Sindrome di Wiskott-Aldrich: una descrizione della malattia
La sindrome di Wiskott-Aldrich si riferisce a disturbi ereditari di cui solo i ragazzi soffrono. Appare già nella prima infanzia e, di norma, porta alla morte tra cinque e dieci anni.
Questa malattia fu descritta per la prima volta nel 1937anno pediatra tedesco Viscott. Lo osservò da tre fratelli, che soffrivano di persistente diarrea sanguinolenta, eczema e costante infiammazione dell'orecchio, anche se le quattro sorelle erano assolutamente in salute. Già nel 1954, un pediatra americano di nome Aldrich stabilì che la malattia è ereditata come un tratto recessivo legato all'X.
La malattia viene trasmessa ai ragazzi e i portatori del cromosoma mutante sono donne. Il fattore geografico non è influenzato dalla prevalenza del problema.
Sintomi e decorso della malattia
La sindrome di Wiskott-Aldrich è associata a una diminuzionenumero di piastrine Nei primi anni di vita, il paziente presenta i seguenti sintomi: scarsa coagulazione del sangue, eczema ininterrotto, diarrea sanguinolenta. Successivamente, c'è uno stato di immunodeficienza primaria. A causa della mancanza di linfociti T e B, una persona è suscettibile a tutti i tipi di malattie virali e batteriche. Le condizioni di immunodeficienza nei bambini provocano una costante infiammazione dell'orecchio medio, polmonite, sinusite, idropisia e molte altre gravi malattie. Nei pazienti con questa malattia, il rischio di oncologia è molto più alto. Va notato che gli adulti hanno maggiori probabilità di sviluppare tumori maligni.
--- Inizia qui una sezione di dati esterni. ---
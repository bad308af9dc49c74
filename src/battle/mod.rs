//! Turn-based duel between two combatants
//!
//! Each round one combatant observes, then acts. Damage from an action
//! lands when its target next observes.

pub mod decision;
pub mod engine;
pub mod history;
pub mod outcome;

pub use decision::{
    decide, observe, ActionDecision, ActionKind, Decision, GenerationFailure, Impression,
    FALLBACK_ACTION,
};
pub use engine::{run_battle, Battle, RoundReport};
pub use history::BattleHistory;
pub use outcome::{evaluate, judge, EndReason, HealthReport, Outcome, Verdict};
//! Health evaluation and the battle verdict
//!
//! The winner is always decided here from HP ratios, never by the engine,
//! whether the battle ended by knock-out or by the round cap.

use crate::battle::engine::RoundReport;
use crate::battle::history::BattleHistory;
use crate::core::types::{CombatantId, Round};
use crate::entity::combatant::Combatant;
use serde::{Deserialize, Serialize};

/// Remaining health relative to the derived maximum
#[derive(Debug, Clone, Copy, PartialEq, Serialize, Deserialize)]
pub struct HealthReport {
    /// current / max; negative once HP is below zero
    pub hp_ratio: f64,
    pub hp_lost: i32,
}

/// Max HP is derived fresh from ability scores on every call
pub fn evaluate(combatant: &Combatant) -> HealthReport {
    let max_hp = combatant.max_hp();
    let hp_ratio = if max_hp > 0 {
        combatant.hp as f64 / max_hp as f64
    } else {
        0.0
    };
    HealthReport {
        hp_ratio,
        hp_lost: max_hp - combatant.hp,
    }
}

#[derive(Debug, Clone, PartialEq, Eq, Serialize, Deserialize)]
pub enum Verdict {
    Victory { winner: CombatantId, name: String },
    /// Identical HP ratios
    Draw,
}

/// Strictly higher HP ratio wins; equal ratios are a draw
pub fn judge(a: &Combatant, b: &Combatant) -> Verdict {
    let ra = evaluate(a).hp_ratio;
    let rb = evaluate(b).hp_ratio;
    if ra > rb {
        Verdict::Victory {
            winner: a.id,
            name: a.name.clone(),
        }
    } else if rb > ra {
        Verdict::Victory {
            winner: b.id,
            name: b.name.clone(),
        }
    } else {
        Verdict::Draw
    }
}

#[derive(Debug, Clone, Copy, PartialEq, Eq, Serialize, Deserialize)]
pub enum EndReason {
    /// A combatant's HP reached zero or below
    Knockout,
    /// The round cap was reached with both combatants standing
    RoundLimit,
}

/// Result of a finished battle
#[derive(Debug, Clone)]
pub struct Outcome {
    pub verdict: Verdict,
    pub reason: EndReason,
    pub rounds_played: Round,
    pub history: BattleHistory,
    pub reports: Vec<RoundReport>,
    /// Final state of both combatants, in starting order
    pub combatants: [Combatant; 2],
}

impl Outcome {
    /// Winner's name, or `None` for a draw
    pub fn winner(&self) -> Option<&str> {
        match &self.verdict {
            Verdict::Victory { name, .. } => Some(name.as_str()),
            Verdict::Draw => None,
        }
    }

    pub fn is_draw(&self) -> bool {
        matches!(self.verdict, Verdict::Draw)
    }

    pub fn health(&self) -> [HealthReport; 2] {
        [evaluate(&self.combatants[0]), evaluate(&self.combatants[1])]
    }

    /// How many rounds ended with the fallback action
    pub fn fallback_count(&self) -> usize {
        self.reports.iter().filter(|r| r.fallback).count()
    }
}
//! Ability scores and the combat statistics derived from them
//!
//! Derived stats are NOT stored - always recomputed from the seven base
//! scores, so they can never drift out of sync with the combatant.

use crate::core::error::{ArenaError, Result};
use serde::{Deserialize, Serialize};
use std::fmt;

/// The seven base attributes
///
/// Every field is mandatory: there is no `Default`, and decoding a block
/// with a missing key fails.
#[derive(Debug, Clone, Copy, PartialEq, Eq, Hash, Serialize, Deserialize)]
pub struct AbilityScores {
    #[serde(rename = "STR")]
    pub strength: i32,
    #[serde(rename = "DEX")]
    pub dexterity: i32,
    #[serde(rename = "CON")]
    pub constitution: i32,
    #[serde(rename = "INT")]
    pub intelligence: i32,
    #[serde(rename = "WIS")]
    pub wisdom: i32,
    #[serde(rename = "CHA")]
    pub charisma: i32,
    #[serde(rename = "LUC")]
    pub luck: i32,
}

impl AbilityScores {
    /// Conventional bounds for generated characters
    pub const MIN_SCORE: i32 = 1;
    pub const MAX_SCORE: i32 = 99;

    pub fn new(
        strength: i32,
        dexterity: i32,
        constitution: i32,
        intelligence: i32,
        wisdom: i32,
        charisma: i32,
        luck: i32,
    ) -> Self {
        Self {
            strength,
            dexterity,
            constitution,
            intelligence,
            wisdom,
            charisma,
            luck,
        }
    }

    /// All scores with their abbreviations, in sheet order
    pub fn entries(&self) -> [(&'static str, i32); 7] {
        [
            ("STR", self.strength),
            ("DEX", self.dexterity),
            ("CON", self.constitution),
            ("INT", self.intelligence),
            ("WIS", self.wisdom),
            ("CHA", self.charisma),
            ("LUC", self.luck),
        ]
    }

    /// Check every score lies in [1, 99]
    pub fn validate_range(&self) -> Result<()> {
        for (name, value) in self.entries() {
            if !(Self::MIN_SCORE..=Self::MAX_SCORE).contains(&value) {
                return Err(ArenaError::Validation(format!(
                    "{} must be within {}..={}, got {}",
                    name,
                    Self::MIN_SCORE,
                    Self::MAX_SCORE,
                    value
                )));
            }
        }
        Ok(())
    }

    pub fn derive_combat_stats(&self) -> CombatStats {
        let st = self.strength as f32;
        let dex = self.dexterity as f32;
        let int = self.intelligence as f32;
        let wis = self.wisdom as f32;
        let cha = self.charisma as f32;

        CombatStats {
            hp_max: self.constitution * 10 + self.strength,
            mp_max: self.intelligence * 5 + self.charisma * 2,
            physical_attack: st * 2.0 + dex * 0.5,
            magical_attack: int * 2.0 + wis,
            speed: dex * 1.2 + int * 0.5,
            hit: dex * 1.5 + wis * 0.5,
            evasion: dex * 2.0,
            critical: dex * 0.5 + cha * 0.3,
        }
    }
}

/// Combat statistics derived from [`AbilityScores`]
#[derive(Debug, Clone, Copy, PartialEq)]
pub struct CombatStats {
    pub hp_max: i32,
    pub mp_max: i32,
    pub physical_attack: f32,
    pub magical_attack: f32,
    pub speed: f32,
    pub hit: f32,
    pub evasion: f32,
    pub critical: f32,
}

impl CombatStats {
    /// Non-resource stats with display labels, for prompt rendering
    pub fn ratings(&self) -> [(&'static str, f32); 6] {
        [
            ("Physical Attack", self.physical_attack),
            ("Magical Attack", self.magical_attack),
            ("Speed", self.speed),
            ("Hit", self.hit),
            ("Evasion", self.evasion),
            ("Critical", self.critical),
        ]
    }
}

/// Qualitative tier for a score or derived stat
///
/// Display and prompt context only, never used in resolution.
#[derive(Debug, Clone, Copy, PartialEq, Eq, PartialOrd, Ord, Hash, Serialize, Deserialize)]
pub enum AbilityTier {
    E,
    D,
    C,
    B,
    A,
    S,
}

impl AbilityTier {
    /// Map a value to its tier; each boundary belongs to the lower tier
    pub fn from_value(value: f32) -> Self {
        if value <= 10.0 {
            AbilityTier::E
        } else if value <= 20.0 {
            AbilityTier::D
        } else if value <= 30.0 {
            AbilityTier::C
        } else if value <= 40.0 {
            AbilityTier::B
        } else if value <= 50.0 {
            AbilityTier::A
        } else {
            AbilityTier::S
        }
    }

    pub fn as_str(&self) -> &'static str {
        match self {
            AbilityTier::E => "E",
            AbilityTier::D => "D",
            AbilityTier::C => "C",
            AbilityTier::B => "B",
            AbilityTier::A => "A",
            AbilityTier::S => "S",
        }
    }
}

impl fmt::Display for AbilityTier {
    fn fmt(&self, f: &mut fmt::Formatter<'_>) -> fmt::Result {
        f.write_str(self.as_str())
    }
}

pub fn to_ability_level(value: f32) -> AbilityTier {
    AbilityTier::from_value(value)
}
Quelli che soffrono della sindrome di Viscota-Aldrich sono moltospesso si osserva solo la sindrome emorragica, che porta a una diagnosi errata. In questi casi, solo dopo l'analisi del DNA, in cui è possibile identificare il gene responsabile di questa sindrome, prescrivere il trattamento corretto.
diagnostica
- Un esame del sangue completo per rilevare una diminuzione del numero di piastrine.
- Studio dello striscio di sangue sull'inferiorità strutturale delle piastrine.
- Analisi genetiche (eseguite per rilevare mutazioni nel gene responsabile della struttura della proteina nel sangue).
- Determinazione del livello di immunoglobulina.
- Condurre una diagnosi prenatale per identificare la sindrome di Wiskott-Aldrich nelle prime fasi della gravidanza.
- Determinazione del livello ematico della proteina Viskott-Aldrich.
trattamento
Sfortunatamente, la scienza moderna non ha ancora trovatocure per questa grave malattia. È noto che le piastrine sono distrutte nella milza, quindi nei pazienti a cui è stata diagnosticata la sindrome di Wiskott-Aldrich, questo organo è stato rimosso. E i pazienti hanno iniziato a sentirsi molto meglio. La trasfusione costante di immunoglobuline e la nomina di antibiotici appropriati migliora anche le condizioni generali del paziente. Al giorno d'oggi, le cellule staminali sane vengono introdotte nel midollo osseo dai pazienti. Ma mentre questo metodo viene eseguito solo sperimentalmente. Inoltre, le coppie che hanno vissuto questa sindrome in famiglia sono raccomandate per passare tutti i test necessari prima di pianificare una gravidanza.